A true worshipper is one who has learned to trust God no matter what his situation in life. This person’s joy isn’t just in his words but in his whole way of life. His world is always at rest because his trust in God’s faithfulness is unshakable. He isn’t afraid of the future because he’s no longer afraid to die.

Gwen and I saw this kind of unshakable faith in our twelve-year-old granddaughter Tiffany. Sitting at her bedside in her final days, we beheld in her a peace that surpassed all our understanding. She told me, “Grandpa, I want to go home. I’ve seen Jesus, and he told me he wants me to be there. I don’t want to be here anymore.” Tiffany had lost all fear of death and deprivation.

That is the rest God wants for his people. It’s a confidence that says, like Paul and like Tiffany, “Live or die, I am the Lord’s.” This is what makes a completely sold-out follower of God. God wants his people to have a faith that declares, “He who began this miracle for us will finish it. He has already proven to us he’s faithful."

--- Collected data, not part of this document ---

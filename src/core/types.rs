//! Core type definitions used throughout the codebase

use serde::{Deserialize, Serialize};
use uuid::Uuid;

/// External identifier of a merchant record.
///
/// Ids are assigned by the dataset provider (e.g. "M1024") and are opaque
/// to this core.
#[derive(Debug, Clone, PartialEq, Eq, Hash, Serialize, Deserialize)]
pub struct MerchantId(pub String);

impl MerchantId {
    pub fn new(id: impl Into<String>) -> Self {
        Self(id.into())
    }

    pub fn as_str(&self) -> &str {
        &self.0
    }
}

impl std::fmt::Display for MerchantId {
    fn fmt(&self, f: &mut std::fmt::Formatter<'_>) -> std::fmt::Result {
        write!(f, "{}", self.0)
    }
}

/// Unique identifier for execution plans
#[derive(Debug, Clone, Copy, PartialEq, Eq, Hash, Serialize, Deserialize)]
pub struct PlanId(pub Uuid);

impl PlanId {
    pub fn new() -> Self {
        Self(Uuid::new_v4())
    }
}

impl Default for PlanId {
    fn default() -> Self {
        Self::new()
    }
}

/// Risk bucket derived from a merchant's health score.
///
/// Ordered: `None < Low < Medium < High < Critical`. The bucketing itself
/// is maintained by the dataset provider, not by this core.
#[derive(Debug, Clone, Copy, PartialEq, Eq, PartialOrd, Ord, Hash, Serialize, Deserialize)]
#[serde(rename_all = "lowercase")]
pub enum RiskLevel {
    None,
    Low,
    Medium,
    High,
    Critical,
}

impl RiskLevel {
    pub const ALL: [RiskLevel; 5] = [
        RiskLevel::None,
        RiskLevel::Low,
        RiskLevel::Medium,
        RiskLevel::High,
        RiskLevel::Critical,
    ];

    /// Machine-readable key, used for group-by breakdowns and serde.
    pub fn as_str(&self) -> &'static str {
        match self {
            RiskLevel::None => "none",
            RiskLevel::Low => "low",
            RiskLevel::Medium => "medium",
            RiskLevel::High => "high",
            RiskLevel::Critical => "critical",
        }
    }

    /// User-facing label for prompts and insight text.
    pub fn label(&self) -> &'static str {
        match self {
            RiskLevel::None => "无风险",
            RiskLevel::Low => "低风险",
            RiskLevel::Medium => "中风险",
            RiskLevel::High => "高风险",
            RiskLevel::Critical => "重大风险",
        }
    }

    pub fn parse(s: &str) -> Option<Self> {
        match s.trim().to_lowercase().as_str() {
            "none" | "无风险" => Some(RiskLevel::None),
            "low" | "低风险" => Some(RiskLevel::Low),
            "medium" | "中风险" => Some(RiskLevel::Medium),
            "high" | "高风险" => Some(RiskLevel::High),
            "critical" | "重大风险" => Some(RiskLevel::Critical),
            _ => None,
        }
    }
}

/// Selector for the numeric fields a reduction or comparison can target.
#[derive(Debug, Clone, Copy, PartialEq, Eq, Hash, Serialize, Deserialize)]
#[serde(rename_all = "snake_case")]
pub enum MetricField {
    HealthScore,
    Collection,
    Operational,
    SiteQuality,
    CustomerReview,
    RiskResistance,
    MonthlyRevenue,
    MonthlyRent,
    RentToSales,
}

impl MetricField {
    /// Parse the loose field aliases the orchestrating layer produces.
    ///
    /// Accepts both this crate's snake_case names and the legacy camelCase
    /// selectors still emitted by older intent classifiers ("totalScore").
    pub fn parse(s: &str) -> Option<Self> {
        match s.trim() {
            "health_score" | "healthScore" | "totalScore" | "total_score" | "score" => {
                Some(MetricField::HealthScore)
            }
            "collection" | "collectionScore" => Some(MetricField::Collection),
            "operational" | "operation" | "operationScore" => Some(MetricField::Operational),
            "site_quality" | "siteQuality" | "site" => Some(MetricField::SiteQuality),
            "customer_review" | "customerReview" | "review" => Some(MetricField::CustomerReview),
            "risk_resistance" | "riskResistance" | "resilience" => {
                Some(MetricField::RiskResistance)
            }
            "monthly_revenue" | "monthlyRevenue" | "revenue" | "sales" => {
                Some(MetricField::MonthlyRevenue)
            }
            "monthly_rent" | "monthlyRent" | "rent" => Some(MetricField::MonthlyRent),
            "rent_to_sales" | "rentToSales" | "rent_ratio" => Some(MetricField::RentToSales),
            _ => None,
        }
    }

    /// User-facing label for insight text.
    pub fn label(&self) -> &'static str {
        match self {
            MetricField::HealthScore => "健康分",
            MetricField::Collection => "收缴表现",
            MetricField::Operational => "经营表现",
            MetricField::SiteQuality => "现场品质",
            MetricField::CustomerReview => "顾客口碑",
            MetricField::RiskResistance => "抗风险能力",
            MetricField::MonthlyRevenue => "月营业额",
            MetricField::MonthlyRent => "月租金",
            MetricField::RentToSales => "租售比",
        }
    }
}

#[cfg(test)]
mod tests {
    use super::*;

    #[test]
    fn test_risk_level_ordering() {
        assert!(RiskLevel::None < RiskLevel::Low);
        assert!(RiskLevel::High < RiskLevel::Critical);
    }

    #[test]
    fn test_risk_level_serde_lowercase() {
        let json = serde_json::to_string(&RiskLevel::Critical).unwrap();
        assert_eq!(json, "\"critical\"");
        let back: RiskLevel = serde_json::from_str("\"medium\"").unwrap();
        assert_eq!(back, RiskLevel::Medium);
    }

    #[test]
    fn test_metric_field_legacy_aliases() {
        assert_eq!(MetricField::parse("totalScore"), Some(MetricField::HealthScore));
        assert_eq!(MetricField::parse("revenue"), Some(MetricField::MonthlyRevenue));
        assert_eq!(MetricField::parse("bogus"), None);
    }
}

A true worshipper isn’t someone who dances after the victory is won. It isn’t the person who sings God’s praises once the enemy has been vanquished. That’s what the Israelites did. When God parted the Red Sea and they arrived on the other side, they sang and danced, praised God and extolled his greatness. Yet, three days later, these same people murmured bitterly against God, at Marah. These weren’t worshippers; they were shallow shouters!

I pray that all who read this message can say in the midst of their hardships or worries, “Yes, the economy may collapse. Yes, I may still be facing a sickness or failing relationship, but God has proven himself faithful to me. No matter what comes, I will rest in his love for me.”

As we look back, we will see that all our fears are wasted. We will see that God desires only to do good to us. We’ve seen his power and glory on our behalf. Now we must be determined to no longer live in fear. Live or die, we are the Lord’s.